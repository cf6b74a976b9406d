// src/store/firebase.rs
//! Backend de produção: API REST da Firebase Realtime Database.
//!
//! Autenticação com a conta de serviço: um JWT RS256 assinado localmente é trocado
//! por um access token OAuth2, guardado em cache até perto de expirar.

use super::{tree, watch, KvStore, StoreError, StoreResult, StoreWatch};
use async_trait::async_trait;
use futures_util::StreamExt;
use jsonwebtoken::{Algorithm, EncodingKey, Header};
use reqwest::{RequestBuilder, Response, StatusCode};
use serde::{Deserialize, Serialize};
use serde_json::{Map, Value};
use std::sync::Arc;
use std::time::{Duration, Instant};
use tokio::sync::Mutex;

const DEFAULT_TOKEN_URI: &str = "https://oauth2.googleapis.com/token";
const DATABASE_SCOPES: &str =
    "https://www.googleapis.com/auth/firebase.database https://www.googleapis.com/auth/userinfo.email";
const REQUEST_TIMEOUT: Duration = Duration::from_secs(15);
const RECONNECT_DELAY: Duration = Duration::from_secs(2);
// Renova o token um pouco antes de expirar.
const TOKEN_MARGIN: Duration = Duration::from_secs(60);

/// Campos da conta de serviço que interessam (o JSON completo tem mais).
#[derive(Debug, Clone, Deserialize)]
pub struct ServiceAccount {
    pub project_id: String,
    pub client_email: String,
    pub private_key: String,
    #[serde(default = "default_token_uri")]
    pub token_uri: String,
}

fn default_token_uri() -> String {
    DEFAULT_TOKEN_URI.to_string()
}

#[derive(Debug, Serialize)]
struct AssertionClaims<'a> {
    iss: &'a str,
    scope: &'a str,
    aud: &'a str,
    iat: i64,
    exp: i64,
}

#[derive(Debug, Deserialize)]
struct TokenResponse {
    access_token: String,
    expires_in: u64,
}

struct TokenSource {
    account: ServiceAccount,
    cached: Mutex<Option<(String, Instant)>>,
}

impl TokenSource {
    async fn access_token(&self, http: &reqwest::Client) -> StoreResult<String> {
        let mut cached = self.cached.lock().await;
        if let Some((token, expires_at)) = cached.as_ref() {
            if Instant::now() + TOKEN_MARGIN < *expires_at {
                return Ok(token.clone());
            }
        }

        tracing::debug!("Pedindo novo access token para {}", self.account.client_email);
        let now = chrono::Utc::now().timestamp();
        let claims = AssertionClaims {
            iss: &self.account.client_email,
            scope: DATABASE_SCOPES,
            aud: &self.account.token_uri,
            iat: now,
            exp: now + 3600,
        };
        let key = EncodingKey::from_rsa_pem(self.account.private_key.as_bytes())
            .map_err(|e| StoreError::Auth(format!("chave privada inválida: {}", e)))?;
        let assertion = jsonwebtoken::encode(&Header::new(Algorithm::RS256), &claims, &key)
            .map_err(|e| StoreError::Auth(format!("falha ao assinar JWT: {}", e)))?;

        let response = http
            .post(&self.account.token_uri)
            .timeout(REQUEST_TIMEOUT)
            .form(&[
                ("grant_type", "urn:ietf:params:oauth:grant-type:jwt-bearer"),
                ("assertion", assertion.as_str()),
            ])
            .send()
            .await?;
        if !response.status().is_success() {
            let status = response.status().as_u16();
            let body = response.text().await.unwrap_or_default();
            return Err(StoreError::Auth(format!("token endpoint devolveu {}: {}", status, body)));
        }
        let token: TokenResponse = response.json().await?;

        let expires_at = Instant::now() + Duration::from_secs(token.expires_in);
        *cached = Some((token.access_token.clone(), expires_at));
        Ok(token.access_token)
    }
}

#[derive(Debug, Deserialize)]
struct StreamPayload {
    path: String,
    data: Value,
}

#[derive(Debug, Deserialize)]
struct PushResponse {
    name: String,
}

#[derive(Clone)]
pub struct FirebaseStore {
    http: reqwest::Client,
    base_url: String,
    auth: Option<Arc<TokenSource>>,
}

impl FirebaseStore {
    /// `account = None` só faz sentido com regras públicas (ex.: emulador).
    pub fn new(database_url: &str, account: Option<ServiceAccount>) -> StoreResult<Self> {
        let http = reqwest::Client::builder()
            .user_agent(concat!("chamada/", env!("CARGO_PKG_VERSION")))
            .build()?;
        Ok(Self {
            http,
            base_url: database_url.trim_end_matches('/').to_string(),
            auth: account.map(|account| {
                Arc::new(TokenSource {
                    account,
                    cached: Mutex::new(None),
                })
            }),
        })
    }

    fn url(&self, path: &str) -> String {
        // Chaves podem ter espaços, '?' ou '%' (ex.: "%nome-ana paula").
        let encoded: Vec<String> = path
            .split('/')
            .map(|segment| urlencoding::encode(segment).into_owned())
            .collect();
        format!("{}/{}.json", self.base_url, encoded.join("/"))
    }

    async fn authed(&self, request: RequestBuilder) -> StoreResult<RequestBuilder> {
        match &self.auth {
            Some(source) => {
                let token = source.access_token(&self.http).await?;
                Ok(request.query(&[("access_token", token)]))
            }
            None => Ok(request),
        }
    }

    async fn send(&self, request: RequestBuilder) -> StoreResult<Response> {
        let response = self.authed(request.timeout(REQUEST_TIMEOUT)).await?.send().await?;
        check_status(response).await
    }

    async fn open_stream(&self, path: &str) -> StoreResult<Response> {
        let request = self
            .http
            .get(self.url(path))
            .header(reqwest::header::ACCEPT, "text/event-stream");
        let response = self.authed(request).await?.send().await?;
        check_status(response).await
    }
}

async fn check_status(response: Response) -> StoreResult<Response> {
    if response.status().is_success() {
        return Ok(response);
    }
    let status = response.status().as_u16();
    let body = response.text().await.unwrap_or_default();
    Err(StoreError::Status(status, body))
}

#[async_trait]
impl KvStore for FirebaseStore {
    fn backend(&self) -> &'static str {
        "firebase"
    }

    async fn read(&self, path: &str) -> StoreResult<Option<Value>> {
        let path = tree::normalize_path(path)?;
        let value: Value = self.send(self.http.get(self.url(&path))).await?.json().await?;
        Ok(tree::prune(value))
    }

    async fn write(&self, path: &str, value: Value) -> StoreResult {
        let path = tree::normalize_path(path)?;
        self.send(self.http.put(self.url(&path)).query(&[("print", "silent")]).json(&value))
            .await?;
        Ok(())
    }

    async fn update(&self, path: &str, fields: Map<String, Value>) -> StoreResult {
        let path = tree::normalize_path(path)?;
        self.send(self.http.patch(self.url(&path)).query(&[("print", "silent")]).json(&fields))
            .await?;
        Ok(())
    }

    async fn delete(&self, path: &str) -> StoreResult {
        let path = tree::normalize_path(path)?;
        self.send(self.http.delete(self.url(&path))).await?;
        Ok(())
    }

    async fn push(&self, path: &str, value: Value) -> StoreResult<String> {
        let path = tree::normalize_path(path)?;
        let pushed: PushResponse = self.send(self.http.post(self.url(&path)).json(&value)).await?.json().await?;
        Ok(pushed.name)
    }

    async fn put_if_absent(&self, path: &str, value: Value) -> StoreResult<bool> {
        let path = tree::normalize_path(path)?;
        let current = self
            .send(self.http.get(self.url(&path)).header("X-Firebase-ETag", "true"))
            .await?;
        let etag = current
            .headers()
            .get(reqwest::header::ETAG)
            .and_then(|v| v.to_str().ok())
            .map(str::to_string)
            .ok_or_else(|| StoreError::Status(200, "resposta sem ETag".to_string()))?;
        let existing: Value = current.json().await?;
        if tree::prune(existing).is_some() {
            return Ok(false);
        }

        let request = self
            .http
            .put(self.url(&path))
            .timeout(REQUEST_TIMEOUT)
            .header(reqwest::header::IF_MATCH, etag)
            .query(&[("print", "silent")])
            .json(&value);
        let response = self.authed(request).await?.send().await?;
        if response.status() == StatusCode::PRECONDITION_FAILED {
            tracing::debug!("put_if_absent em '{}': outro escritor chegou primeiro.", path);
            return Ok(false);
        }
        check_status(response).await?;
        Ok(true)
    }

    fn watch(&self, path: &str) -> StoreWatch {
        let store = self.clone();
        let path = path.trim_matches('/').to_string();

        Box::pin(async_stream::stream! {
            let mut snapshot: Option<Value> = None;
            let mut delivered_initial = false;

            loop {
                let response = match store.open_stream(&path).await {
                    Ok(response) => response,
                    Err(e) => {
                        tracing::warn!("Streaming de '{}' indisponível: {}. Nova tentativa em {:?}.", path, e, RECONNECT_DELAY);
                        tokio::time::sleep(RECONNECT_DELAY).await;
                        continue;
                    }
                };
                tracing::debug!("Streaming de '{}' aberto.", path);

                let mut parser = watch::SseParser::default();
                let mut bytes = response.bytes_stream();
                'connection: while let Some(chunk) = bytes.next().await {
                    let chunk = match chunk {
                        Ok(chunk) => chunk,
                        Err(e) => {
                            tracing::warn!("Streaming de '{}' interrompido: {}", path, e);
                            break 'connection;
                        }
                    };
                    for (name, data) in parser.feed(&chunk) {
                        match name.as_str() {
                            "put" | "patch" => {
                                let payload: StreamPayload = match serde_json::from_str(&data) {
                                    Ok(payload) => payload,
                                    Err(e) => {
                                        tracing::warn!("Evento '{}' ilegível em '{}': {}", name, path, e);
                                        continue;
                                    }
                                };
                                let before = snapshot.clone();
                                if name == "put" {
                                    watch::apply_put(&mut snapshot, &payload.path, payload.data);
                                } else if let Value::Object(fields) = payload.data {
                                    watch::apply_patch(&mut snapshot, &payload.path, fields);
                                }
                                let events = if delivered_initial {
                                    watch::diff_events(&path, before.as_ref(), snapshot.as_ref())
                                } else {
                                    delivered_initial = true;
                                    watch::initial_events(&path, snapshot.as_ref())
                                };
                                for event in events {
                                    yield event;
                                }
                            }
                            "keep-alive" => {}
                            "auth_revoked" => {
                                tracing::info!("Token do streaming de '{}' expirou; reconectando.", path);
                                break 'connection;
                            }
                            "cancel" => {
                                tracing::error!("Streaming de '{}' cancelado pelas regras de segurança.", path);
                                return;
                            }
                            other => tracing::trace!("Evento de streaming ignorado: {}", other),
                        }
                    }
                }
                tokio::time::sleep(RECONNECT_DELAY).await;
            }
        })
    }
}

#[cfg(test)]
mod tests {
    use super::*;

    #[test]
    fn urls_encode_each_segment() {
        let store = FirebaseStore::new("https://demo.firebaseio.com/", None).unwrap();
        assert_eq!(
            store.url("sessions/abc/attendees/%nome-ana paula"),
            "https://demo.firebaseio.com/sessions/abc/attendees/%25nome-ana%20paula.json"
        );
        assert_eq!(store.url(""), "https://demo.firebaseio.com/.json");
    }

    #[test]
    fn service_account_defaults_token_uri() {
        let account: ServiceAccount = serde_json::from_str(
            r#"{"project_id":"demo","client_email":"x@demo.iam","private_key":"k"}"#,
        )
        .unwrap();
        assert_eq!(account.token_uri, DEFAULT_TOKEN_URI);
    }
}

▶ [ASSIGNMENT]: Count how many lines in the data contain the word "RequestBuilder", giving the number without comment.

▶ [SOLUTION FOR THIS EXERCISE]: 3